Facebook had acquired the power to push people toward consistency, or at least to expose their inconsistencies. Once everything you do is laid out in chronological order for your friends to see, that may allow people to recognize things about you that they never previously knew, whether for good or ill. If you smoked a joint and a friend happened to snap a photo, that photo might get posted on Facebook. If you held a party and didn’t invite a friend, they were now more likely to find out about it. You were asked to declare whether you were “in a relationship” or “single.” You couldn’t tell one girl one thing and another girl another. Any change in your relationship status would get pushed out on the News Feed.
Another reason many Facebook users were upset with the News Feed was more unsurprising—they had accepted too many “friends.” Facebook was designed as a way to communicate with people you already knew. But for many it had instead become a way to collect friends, even a competition to see who could have the most. But if your behavior was going to be broadcast to everyone on your friend list, people who had engaged in rampant friending now had little control over who saw into their private lives.
In his planning for News Feed and his response to the revolt, Zuckerberg established a pattern he would repeat in future controversies. He pushed for News Feed out of his conviction that it was the logical next step for the service. He did not give sufficient consideration in advance to how it would impact users’ sense of privacy, and more importantly, how it would make them feel. Not everyone appreciated the transparency that Zuckerberg envisioned. One person’s openness was another person’s intrusiveness. Zuckerberg resisted criticism at first, then capitulated and turned contrite. In the end he embraced dialogue with the protesters. Facebook’s iterative approach to all things prevailed. And more or less, all was well.
Despite the rocky start for News Feed, Zuckerberg considered it critical that Facebook continue expanding its reach. He still wanted to move quickly toward open registration. He wanted this not because he wanted more users so Facebook could make more money; instead he thought that Facebook was more useful as it acquired more users. At lunch on September 8 he said, “Whenever we expand the network, that makes the network stronger.”
Zuckerberg also never considered mothballing the open registration plan. He and his colleagues, Chris Hughes and public relations manager Melanie Deitch, did debate among themselves at our lunch whether to open up as planned the following week or to delay open reg to allow the News Feed hullabaloo to die down.

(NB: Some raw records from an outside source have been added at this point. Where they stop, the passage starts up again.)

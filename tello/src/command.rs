use std::io;
use std::io::ErrorKind;
use std::net::{SocketAddr, ToSocketAddrs, UdpSocket};
use std::time::Duration;

/// Command channel of the drone: blocking request/response over UDP.
///
/// `rc` and `emergency` are fire and forget, everything else waits for the
/// drone's textual reply.
pub struct Commander {
	socket: UdpSocket,
	peer: SocketAddr,
}

const RESPONSE_TIMEOUT: Duration = Duration::from_secs(7);

/// Takeoff and landing spin the motors up/down before the drone replies.
const ACTION_TIMEOUT: Duration = Duration::from_secs(20);

impl Commander {
	/// Binds a local socket and puts the drone into SDK mode. Fails if the
	/// drone does not acknowledge `command`, in which case no session exists.
	pub fn connect<A: ToSocketAddrs>(peer: A) -> Result<Self, io::Error> {
		let peer = peer
			.to_socket_addrs()?
			.next()
			.ok_or_else(|| io::Error::new(ErrorKind::AddrNotAvailable, "No peer address"))?;

		let socket = UdpSocket::bind(("0.0.0.0", 0))?;

		let commander = Self { socket, peer };

		const ATTEMPTS: u32 = 3;

		let mut last_error = None;

		for attempt in 1..=ATTEMPTS {
			match commander.exchange("command", RESPONSE_TIMEOUT) {
				Ok(_) => return Ok(commander),
				Err(e) => {
					warn!("SDK mode attempt {}/{} failed: {}", attempt, ATTEMPTS, e);
					last_error = Some(e);
				}
			}
		}

		Err(last_error.unwrap())
	}

	/// Sends `command` and waits for the reply. An `error*` reply is turned
	/// into an `io::Error`.
	fn exchange(&self, command: &str, timeout: Duration) -> Result<String, io::Error> {
		debug!(target: "tello_command", "{}", command);

		self.socket.set_read_timeout(Some(timeout))?;
		self.socket.send_to(command.as_bytes(), self.peer)?;

		let mut buffer = [0u8; 1024];

		let (len, _) = self.socket.recv_from(&mut buffer)?;

		let response = String::from_utf8_lossy(&buffer[..len]).trim().to_string();

		debug!(target: "tello_response", "{}", response);

		if response.starts_with("error") {
			Err(io::Error::new(
				ErrorKind::Other,
				format!("Drone rejected \"{}\": {}", command, response),
			))
		} else {
			Ok(response)
		}
	}

	fn expect_ok(&self, command: &str, timeout: Duration) -> Result<(), io::Error> {
		let response = self.exchange(command, timeout)?;

		// Firmwares answer "ok", "OK" or the command echoed back.
		if response.eq_ignore_ascii_case("ok") || response == command {
			Ok(())
		} else {
			Err(io::Error::new(
				ErrorKind::InvalidData,
				format!("Unexpected reply to \"{}\": {}", command, response),
			))
		}
	}

	/// Reads a value, e.g. `query("wifi?")` for the signal noise ratio.
	pub fn query(&self, command: &str) -> Result<String, io::Error> {
		self.exchange(command, RESPONSE_TIMEOUT)
	}

	pub fn take_off(&self) -> Result<(), io::Error> {
		self.expect_ok("takeoff", ACTION_TIMEOUT)
	}

	pub fn land(&self) -> Result<(), io::Error> {
		self.expect_ok("land", ACTION_TIMEOUT)
	}

	/// Cuts the motors immediately. No reply is awaited: when this is needed
	/// there is no time to block on the link.
	pub fn emergency(&self) -> Result<(), io::Error> {
		self.socket.send_to(b"emergency", self.peer)?;
		Ok(())
	}

	pub fn stream_on(&self) -> Result<(), io::Error> {
		self.expect_ok("streamon", RESPONSE_TIMEOUT)
	}

	pub fn stream_off(&self) -> Result<(), io::Error> {
		self.expect_ok("streamoff", RESPONSE_TIMEOUT)
	}

	/// Sends a stick command, fire and forget. The drone holds the last
	/// received values and falls back to hovering when they stop arriving,
	/// so this is meant to be called at a fixed rate.
	pub fn rc(&self, lateral: i32, longitudinal: i32, vertical: i32, yaw: i32) -> Result<(), io::Error> {
		let command = rc_command(lateral, longitudinal, vertical, yaw);

		self.socket.send_to(command.as_bytes(), self.peer)?;

		Ok(())
	}
}

fn rc_command(lateral: i32, longitudinal: i32, vertical: i32, yaw: i32) -> String {
	const STICK_RANGE: i32 = 100;

	let clamp = |value: i32| value.max(-STICK_RANGE).min(STICK_RANGE);

	format!(
		"rc {} {} {} {}",
		clamp(lateral),
		clamp(longitudinal),
		clamp(vertical),
		clamp(yaw)
	)
}
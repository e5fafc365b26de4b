use log::LevelFilter;
use serde::{Deserialize, Serialize};
use std::error::Error;
use std::fs::{File, OpenOptions};
use std::io::ErrorKind;
use std::io::Write;

#[derive(Serialize, Deserialize, Clone)]
pub struct FpvConfig {
	pub log_level_filter: String,
	/// Control ticks per second; overridable with `--fps`.
	pub tick_rate_hz: u32,
	pub gain_step: i32,
	pub decay_step: i32,
	pub velocity_limit: i32,
	/// Window and expected frame geometry, pixels.
	pub frame_width: u32,
	pub frame_height: u32,
	/// Set when the telemetry source reports temperature in Fahrenheit; the
	/// readout then converts to Celsius. The Tello reports Celsius.
	pub temperature_fahrenheit: bool,
	pub command_addr: String,
	pub state_port: u16,
	pub video_port: u16,
	/// Window background, RGB.
	pub background: [u8; 3],
}

impl FpvConfig {
	/// Rejects values a hand-edited file can hold but the session cannot
	/// run with. Checked before the device connects, so a bad file is a
	/// clean startup error instead of a panic mid-session.
	pub fn validate(&self) -> Result<(), String> {
		if self.tick_rate_hz == 0 {
			return Err(String::from("tick_rate_hz must be strictly positive"));
		}

		if self.gain_step <= 0 || self.decay_step <= 0 || self.velocity_limit <= 0 {
			return Err(String::from(
				"gain_step, decay_step and velocity_limit must be strictly positive",
			));
		}

		if self.frame_width == 0 || self.frame_height == 0 {
			return Err(String::from("Frame geometry must be non-zero"));
		}

		Ok(())
	}
}

pub trait TryIntoLevelFilter {
	fn try_into_level_filter(&self) -> Result<LevelFilter, ()>;
}

impl TryIntoLevelFilter for String {
	fn try_into_level_filter(&self) -> Result<LevelFilter, ()> {
		Ok(match self.as_str() {
			"none" => LevelFilter::Off,
			"error" => LevelFilter::Error,
			"warn" => LevelFilter::Warn,
			"info" => LevelFilter::Info,
			"debug" => LevelFilter::Debug,
			"all" => LevelFilter::Trace,
			_ => return Err(()),
		})
	}
}

impl Default for FpvConfig {
	fn default() -> Self {
		FpvConfig {
			log_level_filter: String::from("info"),
			tick_rate_hz: 30,
			gain_step: velocity::DEFAULT_GAIN_STEP,
			decay_step: velocity::DEFAULT_DECAY_STEP,
			velocity_limit: velocity::DEFAULT_LIMIT,
			// Native geometry of the Tello stream.
			frame_width: 960,
			frame_height: 720,
			temperature_fahrenheit: false,
			command_addr: String::from(tello::COMMAND_ADDR),
			state_port: tello::STATE_PORT,
			video_port: tello::VIDEO_PORT,
			background: [17, 148, 218],
		}
	}
}

const CONFIG_FILE_PATH: &'static str = "fpv.json";

/// Reads the configuration file, creating it with defaults on first run.
pub fn read() -> Result<FpvConfig, Box<dyn Error>> {
	let config_file = match File::open(CONFIG_FILE_PATH) {
		Ok(file) => file,
		Err(ref e) if e.kind() == ErrorKind::NotFound => {
			let config = FpvConfig::default();
			save(&config)?;
			return Ok(config);
		}
		Err(e) => return Err(e.into()),
	};

	let config: FpvConfig = serde_json::from_reader(config_file)?;

	config.validate()?;

	Ok(config)
}

pub fn save(config: &FpvConfig) -> Result<(), Box<dyn Error>> {
	let mut config_file = OpenOptions::new()
		.create(true)
		.write(true)
		.truncate(true)
		.open(CONFIG_FILE_PATH)?;

	write!(config_file, "{}", serde_json::to_string_pretty(config)?)?;

	Ok(())
}

#[cfg(test)]
mod tests {
	use crate::config::{FpvConfig, TryIntoLevelFilter};
	use log::LevelFilter;

	#[test]
	fn level_filter_strings() {
		assert_eq!(
			String::from("info").try_into_level_filter(),
			Ok(LevelFilter::Info)
		);
		assert_eq!(
			String::from("all").try_into_level_filter(),
			Ok(LevelFilter::Trace)
		);
		assert_eq!(String::from("verbose").try_into_level_filter(), Err(()));
	}

	#[test]
	fn default_validates() {
		assert_eq!(FpvConfig::default().validate(), Ok(()));
	}

	#[test]
	fn zero_tick_rate_is_rejected() {
		let mut config = FpvConfig::default();
		config.tick_rate_hz = 0;

		assert!(config.validate().is_err());
	}

	#[test]
	fn non_positive_steps_are_rejected() {
		let mut config = FpvConfig::default();
		config.decay_step = 0;
		assert!(config.validate().is_err());

		let mut config = FpvConfig::default();
		config.gain_step = -3;
		assert!(config.validate().is_err());

		let mut config = FpvConfig::default();
		config.velocity_limit = 0;
		assert!(config.validate().is_err());
	}

	#[test]
	fn zero_frame_geometry_is_rejected() {
		let mut config = FpvConfig::default();
		config.frame_height = 0;

		assert!(config.validate().is_err());
	}

	#[test]
	fn default_round_trips_through_json() {
		let serialized = serde_json::to_string(&FpvConfig::default()).unwrap();
		let config: FpvConfig = serde_json::from_str(&serialized).unwrap();

		assert_eq!(config.tick_rate_hz, 30);
		assert_eq!(config.gain_step, 3);
		assert_eq!(config.decay_step, 10);
		assert_eq!(config.velocity_limit, 100);
		assert!(!config.temperature_fahrenheit);
	}
}
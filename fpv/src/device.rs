use std::error::Error;
use velocity::Snapshot;

/// Point-in-time telemetry of the device. `temperature` is in the source's
/// native unit; conversion for display is the readout's concern.
#[derive(Debug, Copy, Clone, PartialEq, Default)]
pub struct Telemetry {
	pub battery: i32,
	pub altitude: i32,
	pub temperature: f32,
	pub wifi_snr: i32,
}

/// A decoded RGB24 frame, `width * height * 3` bytes, row major.
#[derive(Debug, Clone)]
pub struct Frame {
	pub width: u32,
	pub height: u32,
	pub rgb: Vec<u8>,
}

impl Frame {
	pub fn new(width: u32, height: u32) -> Self {
		Self {
			width,
			height,
			rgb: vec![0; (width * height * 3) as usize],
		}
	}
}

/// The remote aircraft (or its bench stand-in): frame source, telemetry
/// source and command sink behind one interface, selected at startup.
///
/// Everything here is synchronous and best effort. `read_frame` returns
/// `Ok(None)` when no new frame arrived since the last call; the caller
/// keeps presenting the previous one.
pub trait Device {
	fn telemetry(&mut self) -> Result<Telemetry, Box<dyn Error>>;

	fn read_frame(&mut self) -> Result<Option<Frame>, Box<dyn Error>>;

	/// Flushes the current velocity command. Called once per control tick
	/// whether or not the values changed: the link is fire and forget and
	/// the device falls back to hovering when commands stop arriving.
	fn send_velocity(&mut self, snapshot: &Snapshot) -> Result<(), Box<dyn Error>>;

	fn take_off(&mut self) -> Result<(), Box<dyn Error>>;

	fn land(&mut self) -> Result<(), Box<dyn Error>>;

	fn emergency(&mut self) -> Result<(), Box<dyn Error>>;

	/// Best-effort teardown; never fails, secondary errors are logged by the
	/// implementation.
	fn release(&mut self);
}
use std::process::ExitCode;

fn main() -> ExitCode {
    match outbreak_ingest::app::run() {
        Ok(()) => ExitCode::SUCCESS,
        Err(err) => {
            eprintln!("{err}");
            ExitCode::from(err.exit_code())
        }
    }
}
//! `outbreak-ingest` library crate.
//!
//! Turns a wide-format regional time-series table of cumulative confirmed cases
//! into one normalized summary record per country.
//!
//! The binary (`outbreak`) is a thin wrapper around this library so that:
//!
//! - the ingest/aggregation core is testable without spawning processes
//! - storage, HTTP, and narrative services can consume the same records
//! - code stays easy to navigate as the project grows

pub mod app;
pub mod catalog;
pub mod cli;
pub mod domain;
pub mod error;
pub mod estimate;
pub mod io;
pub mod report;
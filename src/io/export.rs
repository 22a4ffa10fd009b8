//! Export country records to JSON or CSV.
//!
//! JSON uses the camelCase field names downstream consumers expect; the CSV is
//! meant to be easy to open in spreadsheets.

use std::fs::File;
use std::io::BufWriter;
use std::path::Path;

use crate::domain::CountryRecord;
use crate::error::AppError;

const CSV_HEADER: [&str; 9] = [
    "country",
    "total_cases",
    "new_cases",
    "total_deaths",
    "new_deaths",
    "total_recovered",
    "active_cases",
    "critical_cases",
    "last_updated",
];

/// Write records as a pretty-printed JSON array.
pub fn write_records_json(path: &Path, records: &[CountryRecord]) -> Result<(), AppError> {
    let file = File::create(path)
        .map_err(|e| AppError::new(4, format!("Failed to create export JSON '{}': {e}", path.display())))?;

    serde_json::to_writer_pretty(BufWriter::new(file), records)
        .map_err(|e| AppError::new(4, format!("Failed to write export JSON: {e}")))?;

    Ok(())
}

/// Write records to a CSV file, one line per country.
pub fn write_records_csv(path: &Path, records: &[CountryRecord]) -> Result<(), AppError> {
    let file = File::create(path)
        .map_err(|e| AppError::new(4, format!("Failed to create export CSV '{}': {e}", path.display())))?;
    let mut writer = csv::WriterBuilder::new()
        .has_headers(true)
        .from_writer(BufWriter::new(file));

    writer
        .write_record(CSV_HEADER)
        .map_err(|e| AppError::new(4, format!("Failed to write export CSV header: {e}")))?;

    for r in records {
        writer
            .write_record([
                r.country.clone(),
                r.total_cases.to_string(),
                r.new_cases.to_string(),
                r.total_deaths.to_string(),
                r.new_deaths.to_string(),
                r.total_recovered.to_string(),
                r.active_cases.to_string(),
                r.critical_cases.to_string(),
                r.last_updated.clone(),
            ])
            .map_err(|e| AppError::new(4, format!("Failed to write export CSV row: {e}")))?;
    }

    writer
        .flush()
        .map_err(|e| AppError::new(4, format!("Failed to flush export CSV: {e}")))?;
    Ok(())
}

#[cfg(test)]
mod tests {
    use super::*;
    use crate::domain::CountryAccumulator;

    fn records() -> Vec<CountryRecord> {
        vec![
            CountryAccumulator::new("Korea, South", 1200, 200, "1/23/20").to_record(),
            CountryAccumulator::new("Peru", 50, 5, "1/23/20").to_record(),
        ]
    }

    #[test]
    fn csv_export_quotes_commas() {
        let dir = tempfile::tempdir().unwrap();
        let path = dir.path().join("out.csv");
        write_records_csv(&path, &records()).unwrap();

        let text = std::fs::read_to_string(&path).unwrap();
        let lines: Vec<_> = text.lines().collect();
        assert_eq!(lines.len(), 3);
        assert!(lines[0].starts_with("country,total_cases"));
        assert_eq!(lines[1], "\"Korea, South\",1200,200,24,4,1080,96,12,1/23/20");
        assert_eq!(lines[2], "Peru,50,5,1,0,45,4,0,1/23/20");
    }

    #[test]
    fn csv_export_reads_back_names_with_line_breaks() {
        let dir = tempfile::tempdir().unwrap();
        let path = dir.path().join("out.csv");
        let odd = CountryAccumulator::new("Line\r\nBreak \"Land\"", 7, 1, "1/23/20").to_record();
        write_records_csv(&path, &[odd]).unwrap();

        let mut reader = csv::Reader::from_path(&path).unwrap();
        let rows: Vec<csv::StringRecord> = reader.records().map(|r| r.unwrap()).collect();
        assert_eq!(rows.len(), 1);
        assert_eq!(&rows[0][0], "Line\r\nBreak \"Land\"");
        assert_eq!(&rows[0][1], "7");
    }

    #[test]
    fn json_export_reads_back() {
        let dir = tempfile::tempdir().unwrap();
        let path = dir.path().join("out.json");
        write_records_json(&path, &records()).unwrap();

        let text = std::fs::read_to_string(&path).unwrap();
        let back: Vec<CountryRecord> = serde_json::from_str(&text).unwrap();
        assert_eq!(back, records());
        assert!(text.contains("\"totalRecovered\""));
    }

    #[test]
    fn unwritable_path_is_output_error() {
        let dir = tempfile::tempdir().unwrap();
        let path = dir.path().join("missing").join("out.csv");
        let err = write_records_csv(&path, &records()).unwrap_err();
        assert_eq!(err.exit_code(), 4);
    }
}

In the end Zuckerberg delayed open registration by just two weeks, until September 26. That was partly so that additional privacy controls could be added to ensure that student users didn’t feel that new, older users coming in following open registration would shadow them. He wasn’t going to make exactly the same mistake twice in one month.
But there was another distraction during those same weeks that took up a lot of Zuckerberg’s time—Yahoo returned. Even after the company’s stock had plummeted in July and it had retreated from its billion-dollar offer, CEO Semel still badly wanted to own Facebook. He and his staff watched the explosion of the News Feed controversy and its rapid denouement as Zuckerberg deftly addressed the objections. They were impressed. Separately, Yahoo’s stock had regained more than half the value it lost in July, bolstering Semel’s nerve.
Now Semel reapproached Zuckerberg with the surprising news that he wanted to renew his original $1 billion purchase offer. He even suggested he might go higher. This was a new situation.
Though Zuckerberg had stayed coolheaded during the News Feed crisis, the young CEO was now unnerved. His users suddenly seemed less predictable. And the failure of the work networks continued to gnaw at him. He was losing confidence in the prospects for open registration, which would launch in mere days. And he had promised the board he would take a billion-dollar offer seriously.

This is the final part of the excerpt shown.